Secrets Left to Post: 02 pages, 38 secrets from Secret Submission Post #491.
Secrets Not Posted: [ 0 - broken links ], [ 0 - not!secrets ], [ 0 - not!fandom ], [ 1 - too big ], [ 0 - repeat ].
Current Secret Submissions Post: here.
Suggestions, comments, and concerns should go here.

(Anonymous) 2016-05-31 12:25 am (UTC)(link)
Why does everyone seem to be assuming that forgiving someone means maintaining a relationship with them? I've forgiven people I haven't spoken to in years for stuff they did a long time ago. I have no interest in rekindling any sort of relationship with them, I just didn't see the point in remaining angry over something that happened close to a decade ago.
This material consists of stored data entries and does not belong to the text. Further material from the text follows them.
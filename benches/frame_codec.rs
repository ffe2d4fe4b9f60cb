use criterion::{BenchmarkId, Criterion, Throughput, criterion_group, criterion_main};
use livetrans::audio::AudioFrame;
use livetrans::audio::codec::{Linear16Frames, decode_linear16, to_linear16};
use std::hint::black_box;

const SAMPLE_RATE: u32 = 48000;

/// One second of a 440Hz tone, interleaved over `channels`.
fn tone_frame(channels: u16) -> AudioFrame {
    let samples = SAMPLE_RATE as usize;
    let mut data = Vec::with_capacity(samples * channels as usize);
    for i in 0..samples {
        let t = i as f32 / SAMPLE_RATE as f32;
        let value = (t * 440.0 * std::f32::consts::TAU).sin() * 0.5;
        for _ in 0..channels {
            data.push(value);
        }
    }
    AudioFrame::new(SAMPLE_RATE, channels, data)
}

fn bench_encode(c: &mut Criterion) {
    let mut group = c.benchmark_group("encode_linear16");
    for channels in [1u16, 2] {
        let frame = tone_frame(channels);
        group.throughput(Throughput::Elements(frame.data.len() as u64));
        group.bench_with_input(BenchmarkId::from_parameter(channels), &frame, |b, frame| {
            b.iter(|| to_linear16(black_box(frame)))
        });
    }
    group.finish();
}

fn bench_decode(c: &mut Criterion) {
    let pcm = to_linear16(&tone_frame(1));
    let mut group = c.benchmark_group("decode_linear16");
    group.throughput(Throughput::Bytes(pcm.len() as u64));
    group.bench_function("1s_mono", |b| b.iter(|| decode_linear16(black_box(&pcm))));
    group.finish();
}

fn bench_reframe(c: &mut Criterion) {
    let pcm = to_linear16(&tone_frame(1));
    let mut group = c.benchmark_group("reframe_linear16");
    for frame_ms in [10usize, 20] {
        let frame_samples = SAMPLE_RATE as usize * frame_ms / 1000;
        group.bench_with_input(
            BenchmarkId::from_parameter(format!("{}ms", frame_ms)),
            &frame_samples,
            |b, &frame_samples| {
                b.iter(|| {
                    Linear16Frames::new(black_box(&pcm), frame_samples, SAMPLE_RATE).count()
                })
            },
        );
    }
    group.finish();
}

criterion_group!(benches, bench_encode, bench_decode, bench_reframe);
criterion_main!(benches);
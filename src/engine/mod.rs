//! Engine roles (recognition, translation, synthesis) and their backends.

pub mod pool;
pub mod recognizer;
pub mod registry;
pub mod synthesizer;
pub mod translator;

pub use pool::EnginePool;
pub use recognizer::{RecognitionEvent, Recognizer, ScriptedRecognizer, ScriptedUtterance};
pub use registry::Engines;
pub use synthesizer::{
    MockSynthesizer, SilenceSynthesizer, SynthesisCall, Synthesizer, ToneSynthesizer,
};
#[cfg(feature = "http")]
pub use translator::HttpTranslator;
pub use translator::{MockTranslator, PassthroughTranslator, Translator};
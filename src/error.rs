//! Error types for livetrans.

use thiserror::Error;

#[derive(Error, Debug)]
pub enum LiveTransError {
    // Configuration errors
    #[error("Invalid configuration value for {key}: {message}")]
    ConfigInvalidValue { key: String, message: String },

    #[error("Configuration error: {0}")]
    Config(#[from] toml::de::Error),

    // Session descriptor errors
    #[error("Invalid session configuration: {message}")]
    SessionConfig { message: String },

    #[error("Session configuration unavailable: {message}")]
    SessionSource { message: String },

    // Engine errors
    #[error("Unknown {role} backend: {name}")]
    UnknownBackend { role: String, name: String },

    #[error("Translation {source_lang} -> {target_lang} failed: {message}")]
    Translation {
        source_lang: String,
        target_lang: String,
        message: String,
    },

    #[error("Speech synthesis for {lang} failed: {message}")]
    Synthesis { lang: String, message: String },

    #[error("{operation} timed out after {timeout_ms}ms")]
    EngineTimeout { operation: String, timeout_ms: u64 },

    // Transport errors
    #[error("Transport connection failed: {message}")]
    TransportConnect { message: String },

    #[error("Failed to publish track {track}: {message}")]
    TrackPublish { track: String, message: String },

    #[error("Failed to write frame to track {track}: {message}")]
    TrackWrite { track: String, message: String },

    #[error("Failed to publish data message: {message}")]
    DataPublish { message: String },

    #[error("Transport closed")]
    TransportClosed,

    // Audio errors
    #[error("WAV error: {message}")]
    Wav { message: String },

    #[error("JSON error: {0}")]
    Json(#[from] serde_json::Error),

    // General I/O errors
    #[error("I/O error: {0}")]
    Io(#[from] std::io::Error),

    // Generic error for cases not covered above
    #[error("{0}")]
    Other(String),
}

impl LiveTransError {
    /// True for errors that should abort session startup.
    pub fn is_configuration(&self) -> bool {
        matches!(
            self,
            LiveTransError::ConfigInvalidValue { .. }
                | LiveTransError::Config(_)
                | LiveTransError::SessionConfig { .. }
                | LiveTransError::SessionSource { .. }
                | LiveTransError::UnknownBackend { .. }
        )
    }
}

pub type Result<T> = std::result::Result<T, LiveTransError>;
(Anonymous) 2016-05-31 12:28 am (UTC)(link)
Because when most people say "forgiveness" that's exactly what they mean. Everyone I have ever met who has talked about needing to forgive would say that if you cut someone off, you really haven't forgiven them even if you're not angry anymore.

(Anonymous) 2016-05-31 01:14 am (UTC)(link)
nayrt but I would absolutely not agree that "most" people mean that. I forgive people who I genuinely think have wronged me, because I don't want to hold on to that anymore and I want to move past it, but that doesn't automatically mean these people are my best friends or even a part of my life anymore.
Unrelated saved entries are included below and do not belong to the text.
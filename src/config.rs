use crate::defaults;
use crate::engine::registry::{RECOGNIZER_BACKENDS, SYNTHESIZER_BACKENDS, TRANSLATOR_BACKENDS};
use crate::error::{LiveTransError, Result};
use anyhow::Context;
use serde::{Deserialize, Serialize};
use std::fs;
use std::path::{Path, PathBuf};
use std::time::Duration;

/// Root configuration structure
#[derive(Debug, Clone, Serialize, Deserialize, PartialEq, Default)]
#[serde(default)]
pub struct Config {
    pub audio: AudioConfig,
    pub queues: QueueConfig,
    pub pipeline: PipelineConfig,
    pub engines: EngineConfig,
}

/// Transport audio format
#[derive(Debug, Clone, Serialize, Deserialize, PartialEq)]
#[serde(default)]
pub struct AudioConfig {
    pub sample_rate: u32,
    /// Channels of published tracks. Synthesized mono is copied onto each.
    pub channels: u16,
    pub frame_duration_ms: u32,
}

/// Queue and channel capacities
#[derive(Debug, Clone, Serialize, Deserialize, PartialEq)]
#[serde(default)]
pub struct QueueConfig {
    pub ingest_capacity: usize,
    pub synthesis_capacity: usize,
    pub recognizer_buffer: usize,
}

/// Pipeline behaviour
#[derive(Debug, Clone, Serialize, Deserialize, PartialEq)]
#[serde(default)]
pub struct PipelineConfig {
    /// Fan interim transcripts out to translation as well as finals.
    pub translate_interim: bool,
    pub engine_concurrency: usize,
    pub engine_timeout_ms: u64,
    pub shutdown_timeout_ms: u64,
    /// Publish `{type:"status"}` messages when the session goes active/draining.
    pub announce_status: bool,
}

/// Engine backend selection
#[derive(Debug, Clone, Serialize, Deserialize, PartialEq)]
#[serde(default)]
pub struct EngineConfig {
    pub recognizer: String,
    pub translator: String,
    pub synthesizer: String,
    /// Base URL of the HTTP translation service.
    pub translate_url: Option<String>,
    pub translate_api_key: Option<String>,
    /// Transcript script for the scripted recognizer.
    pub script: Option<PathBuf>,
}

impl Default for AudioConfig {
    fn default() -> Self {
        Self {
            sample_rate: defaults::SAMPLE_RATE,
            channels: defaults::CHANNELS,
            frame_duration_ms: defaults::FRAME_DURATION_MS,
        }
    }
}

impl Default for QueueConfig {
    fn default() -> Self {
        Self {
            ingest_capacity: defaults::INGEST_CAPACITY,
            synthesis_capacity: defaults::SYNTHESIS_CAPACITY,
            recognizer_buffer: defaults::RECOGNIZER_BUFFER,
        }
    }
}

impl Default for PipelineConfig {
    fn default() -> Self {
        Self {
            translate_interim: false,
            engine_concurrency: defaults::ENGINE_CONCURRENCY,
            engine_timeout_ms: defaults::ENGINE_TIMEOUT_MS,
            shutdown_timeout_ms: defaults::SHUTDOWN_TIMEOUT_MS,
            announce_status: false,
        }
    }
}

impl Default for EngineConfig {
    fn default() -> Self {
        Self {
            recognizer: defaults::DEFAULT_RECOGNIZER.to_string(),
            translator: defaults::DEFAULT_TRANSLATOR.to_string(),
            synthesizer: defaults::DEFAULT_SYNTHESIZER.to_string(),
            translate_url: None,
            translate_api_key: None,
            script: None,
        }
    }
}

impl AudioConfig {
    /// Samples per channel in one outbound frame.
    pub fn frame_samples(&self) -> usize {
        defaults::frame_samples(self.sample_rate, self.frame_duration_ms)
    }
}

impl PipelineConfig {
    pub fn engine_timeout(&self) -> Duration {
        Duration::from_millis(self.engine_timeout_ms)
    }

    pub fn shutdown_timeout(&self) -> Duration {
        Duration::from_millis(self.shutdown_timeout_ms)
    }
}

impl Config {
    /// Load configuration from a TOML file
    ///
    /// Returns an error if the file contains invalid TOML.
    /// Missing fields will use default values.
    pub fn load(path: &Path) -> anyhow::Result<Self> {
        let contents = fs::read_to_string(path)?;
        let config: Config = toml::from_str(&contents)
            .with_context(|| format!("Failed to parse config {}", path.display()))?;
        Ok(config)
    }

    /// Load configuration from a file or return defaults if file doesn't exist
    ///
    /// Only returns defaults if the file is missing.
    /// Returns errors for invalid TOML.
    pub fn load_or_default(path: &Path) -> anyhow::Result<Self> {
        match Self::load(path) {
            Ok(config) => Ok(config),
            Err(e)
                if e.downcast_ref::<std::io::Error>()
                    .is_some_and(|io_err| io_err.kind() == std::io::ErrorKind::NotFound) =>
            {
                Ok(Self::default())
            }
            Err(e) => Err(e),
        }
    }

    /// Apply environment variable overrides
    ///
    /// Supported environment variables:
    /// - LIVETRANS_RECOGNIZER → engines.recognizer
    /// - LIVETRANS_TRANSLATOR → engines.translator
    /// - LIVETRANS_SYNTHESIZER → engines.synthesizer
    /// - LIVETRANS_TRANSLATE_URL → engines.translate_url
    /// - LIVETRANS_TRANSLATE_API_KEY → engines.translate_api_key
    pub fn with_env_overrides(mut self) -> Self {
        if let Ok(name) = std::env::var("LIVETRANS_RECOGNIZER")
            && !name.is_empty()
        {
            self.engines.recognizer = name;
        }

        if let Ok(name) = std::env::var("LIVETRANS_TRANSLATOR")
            && !name.is_empty()
        {
            self.engines.translator = name;
        }

        if let Ok(name) = std::env::var("LIVETRANS_SYNTHESIZER")
            && !name.is_empty()
        {
            self.engines.synthesizer = name;
        }

        if let Ok(url) = std::env::var("LIVETRANS_TRANSLATE_URL")
            && !url.is_empty()
        {
            self.engines.translate_url = Some(url);
        }

        if let Ok(key) = std::env::var("LIVETRANS_TRANSLATE_API_KEY")
            && !key.is_empty()
        {
            self.engines.translate_api_key = Some(key);
        }

        self
    }

    /// Reject values the pipeline cannot run with.
    pub fn validate(&self) -> Result<()> {
        fn invalid(key: &str, message: &str) -> LiveTransError {
            LiveTransError::ConfigInvalidValue {
                key: key.to_string(),
                message: message.to_string(),
            }
        }

        if self.audio.sample_rate == 0 {
            return Err(invalid("audio.sample_rate", "must be positive"));
        }
        if self.audio.channels == 0 {
            return Err(invalid("audio.channels", "must be positive"));
        }
        if self.audio.frame_samples() == 0 {
            return Err(invalid(
                "audio.frame_duration_ms",
                "must yield at least one sample per frame",
            ));
        }
        if self.queues.ingest_capacity == 0 {
            return Err(invalid("queues.ingest_capacity", "must be positive"));
        }
        if self.queues.synthesis_capacity == 0 {
            return Err(invalid("queues.synthesis_capacity", "must be positive"));
        }
        if self.queues.recognizer_buffer == 0 {
            return Err(invalid("queues.recognizer_buffer", "must be positive"));
        }
        if self.pipeline.engine_concurrency == 0 {
            return Err(invalid("pipeline.engine_concurrency", "must be positive"));
        }
        if self.pipeline.engine_timeout_ms == 0 {
            return Err(invalid("pipeline.engine_timeout_ms", "must be positive"));
        }

        let known = [
            ("recognizer", &self.engines.recognizer, RECOGNIZER_BACKENDS),
            ("translator", &self.engines.translator, TRANSLATOR_BACKENDS),
            ("synthesizer", &self.engines.synthesizer, SYNTHESIZER_BACKENDS),
        ];
        for (role, name, backends) in known {
            if !backends.contains(&name.as_str()) {
                return Err(LiveTransError::UnknownBackend {
                    role: role.to_string(),
                    name: name.clone(),
                });
            }
        }

        Ok(())
    }

    /// Get the default configuration file path
    ///
    /// Returns ~/.config/livetrans/config.toml on Linux
    pub fn default_path() -> Option<PathBuf> {
        dirs::config_dir().map(|dir| dir.join("livetrans").join("config.toml"))
    }
}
(Anonymous) 2016-05-31 01:19 am (UTC)(link)
And literally everyone I have ever met in real life would say that's not "real" forgiveness.
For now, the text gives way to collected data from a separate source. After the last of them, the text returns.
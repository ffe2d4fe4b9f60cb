//! Structured data messages published on the reliable channel.
//!
//! Every message is a JSON object with a `type` field. Per-language message
//! types embed the language tag (`translation-text-es-ES`), so the wire form
//! is built by hand rather than through a serde tag.

use crate::clock::Clock;
use crate::defaults::AUDIO_TRACK_PREFIX;
use crate::error::Result;
use crate::pipeline::stats::SessionStats;
use crate::transport::Transport;
use serde::{Deserialize, Serialize};
use serde_json::{Value, json};
use std::sync::Arc;

pub const CAPTION: &str = "caption";
pub const ORIGINAL_TEXT: &str = "original-language-text";
pub const TRANSLATION_TEXT_PREFIX: &str = "translation-text-";
pub const TRANSLATION_STATUS_PREFIX: &str = "translation-status-";
pub const SESSION_STATUS: &str = "status";

/// Phase of one synthesized segment on its audio track.
#[derive(Debug, Clone, Copy, PartialEq, Eq, Serialize, Deserialize)]
#[serde(rename_all = "lowercase")]
pub enum AudioStatus {
    Start,
    End,
    Error,
}

impl AudioStatus {
    pub fn as_str(&self) -> &'static str {
        match self {
            AudioStatus::Start => "start",
            AudioStatus::End => "end",
            AudioStatus::Error => "error",
        }
    }
}

/// Session-level announcement.
#[derive(Debug, Clone, Copy, PartialEq, Eq, Serialize, Deserialize)]
#[serde(rename_all = "lowercase")]
pub enum SessionStatus {
    Active,
    Draining,
}

impl SessionStatus {
    pub fn as_str(&self) -> &'static str {
        match self {
            SessionStatus::Active => "active",
            SessionStatus::Draining => "draining",
        }
    }
}

#[derive(Debug, Clone, PartialEq)]
pub enum Message {
    /// Legacy caption form of the source-language transcript.
    Caption {
        lang: String,
        text: String,
        is_final: bool,
    },
    OriginalText {
        lang: String,
        text: String,
        is_final: bool,
        seq: u64,
        ts: i64,
    },
    TranslationText {
        src_lang: String,
        lang: String,
        text: String,
        is_final: bool,
        seq: u64,
        ts: i64,
    },
    AudioStatus {
        lang: String,
        status: AudioStatus,
        seq: u64,
        ts: i64,
    },
    /// Translation for `lang` failed and the source text was sent instead.
    TranslationError {
        lang: String,
        seq: u64,
        ts: i64,
        detail: String,
    },
    SessionStatus {
        status: SessionStatus,
        ts: i64,
    },
}

impl Message {
    /// Value of the `type` field.
    pub fn message_type(&self) -> String {
        match self {
            Message::Caption { .. } => CAPTION.to_string(),
            Message::OriginalText { .. } => ORIGINAL_TEXT.to_string(),
            Message::TranslationText { lang, .. } => format!("{TRANSLATION_TEXT_PREFIX}{lang}"),
            Message::AudioStatus { lang, .. } => format!("{AUDIO_TRACK_PREFIX}{lang}"),
            Message::TranslationError { lang, .. } => format!("{TRANSLATION_STATUS_PREFIX}{lang}"),
            Message::SessionStatus { .. } => SESSION_STATUS.to_string(),
        }
    }

    pub fn to_json(&self) -> Value {
        let kind = self.message_type();
        match self {
            Message::Caption {
                lang,
                text,
                is_final,
            } => json!({"type": kind, "lang": lang, "text": text, "isFinal": is_final}),
            Message::OriginalText {
                lang,
                text,
                is_final,
                seq,
                ts,
            } => json!({
                "type": kind, "lang": lang, "text": text,
                "isFinal": is_final, "seq": seq, "ts": ts,
            }),
            Message::TranslationText {
                src_lang,
                lang,
                text,
                is_final,
                seq,
                ts,
            } => json!({
                "type": kind, "srcLang": src_lang, "lang": lang, "text": text,
                "isFinal": is_final, "seq": seq, "ts": ts,
            }),
            Message::AudioStatus {
                status, seq, ts, ..
            } => json!({"type": kind, "status": status, "seq": seq, "ts": ts}),
            Message::TranslationError {
                lang,
                seq,
                ts,
                detail,
            } => json!({
                "type": kind, "status": "error", "lang": lang,
                "seq": seq, "ts": ts, "detail": detail,
            }),
            Message::SessionStatus { status, ts } => {
                json!({"type": kind, "status": status, "ts": ts})
            }
        }
    }

    pub fn to_bytes(&self) -> Result<Vec<u8>> {
        Ok(serde_json::to_vec(&self.to_json())?)
    }

    /// Parses a wire message. Returns `None` for unknown or malformed input.
    pub fn from_json(value: &Value) -> Option<Self> {
        let kind = value.get("type")?.as_str()?;
        let text = |key: &str| value.get(key).and_then(Value::as_str).map(str::to_string);
        let seq = || value.get("seq").and_then(Value::as_u64);
        let ts = || value.get("ts").and_then(Value::as_i64);
        let is_final = || value.get("isFinal").and_then(Value::as_bool);

        if kind == CAPTION {
            return Some(Message::Caption {
                lang: text("lang")?,
                text: text("text")?,
                is_final: is_final()?,
            });
        }
        if kind == ORIGINAL_TEXT {
            return Some(Message::OriginalText {
                lang: text("lang")?,
                text: text("text")?,
                is_final: is_final()?,
                seq: seq()?,
                ts: ts()?,
            });
        }
        if kind == SESSION_STATUS {
            return Some(Message::SessionStatus {
                status: serde_json::from_value(value.get("status")?.clone()).ok()?,
                ts: ts()?,
            });
        }
        if let Some(lang) = kind.strip_prefix(TRANSLATION_TEXT_PREFIX) {
            return Some(Message::TranslationText {
                src_lang: text("srcLang")?,
                lang: lang.to_string(),
                text: text("text")?,
                is_final: is_final()?,
                seq: seq()?,
                ts: ts()?,
            });
        }
        if let Some(lang) = kind.strip_prefix(AUDIO_TRACK_PREFIX) {
            return Some(Message::AudioStatus {
                lang: lang.to_string(),
                status: serde_json::from_value(value.get("status")?.clone()).ok()?,
                seq: seq()?,
                ts: ts()?,
            });
        }
        if let Some(lang) = kind.strip_prefix(TRANSLATION_STATUS_PREFIX) {
            return Some(Message::TranslationError {
                lang: lang.to_string(),
                seq: seq()?,
                ts: ts()?,
                detail: text("detail").unwrap_or_default(),
            });
        }
        None
    }
}

/// Publishes messages on the transport's data channel.
///
/// Stamps timestamps from the session clock and never fails the caller: a
/// message that cannot be delivered is logged and counted.
#[derive(Clone)]
pub struct MessageChannel {
    transport: Arc<dyn Transport>,
    clock: Arc<dyn Clock>,
    stats: Arc<SessionStats>,
}

impl MessageChannel {
    pub fn new(
        transport: Arc<dyn Transport>,
        clock: Arc<dyn Clock>,
        stats: Arc<SessionStats>,
    ) -> Self {
        Self {
            transport,
            clock,
            stats,
        }
    }

    /// Current session time in epoch milliseconds.
    pub fn now_ms(&self) -> i64 {
        self.clock.now_ms()
    }

    /// Returns whether the message reached the transport.
    pub async fn publish(&self, message: Message) -> bool {
        let kind = message.message_type();
        let payload = match message.to_bytes() {
            Ok(payload) => payload,
            Err(e) => {
                tracing::error!(kind, error = %e, "failed to encode message");
                self.stats.record_message_failed();
                return false;
            }
        };
        match self.transport.publish_data(payload).await {
            Ok(()) => {
                tracing::trace!(kind, "message published");
                self.stats.record_message_sent();
                true
            }
            Err(e) => {
                tracing::warn!(kind, error = %e, "failed to publish message");
                self.stats.record_message_failed();
                false
            }
        }
    }

    pub async fn audio_status(&self, lang: &str, status: AudioStatus, seq: u64) -> bool {
        self.publish(Message::AudioStatus {
            lang: lang.to_string(),
            status,
            seq,
            ts: self.now_ms(),
        })
        .await
    }

    pub async fn session_status(&self, status: SessionStatus) -> bool {
        self.publish(Message::SessionStatus {
            status,
            ts: self.now_ms(),
        })
        .await
    }
}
(Anonymous) 2016-05-31 02:32 am (UTC)(link)
I would like some hard data on that!
diet_poison: (Default)

[personal profile] diet_poison 2016-05-31 03:49 pm (UTC)(link)
idk if you are the anon I replied to up there or not

but I think it's fair to point out that no, in fact, that's not the prevailing definition of "forgiveness". I have met far more people who don't include maintaining a relationship with someone in their definition of forgiveness.

(Anonymous) 2016-05-31 05:16 pm (UTC)(link)
Then you fortunately don't live in the same hellhole I do. Literally everyone I know offline requires maintaining the relationship as part of forgiveness. As in if you cut the person off, you really haven't forgiven them after all and you're being grudgey and horrible.
diet_poison: (Default)

[personal profile] diet_poison 2016-05-31 06:19 pm (UTC)(link)
I'm not even sure what you want me to say to this. Yes? I acknowledge that I am very fortunate. I am simply pointing out that your experience, while terrible, is not the norm. Most people do not define "forgiveness" in that messed-up way.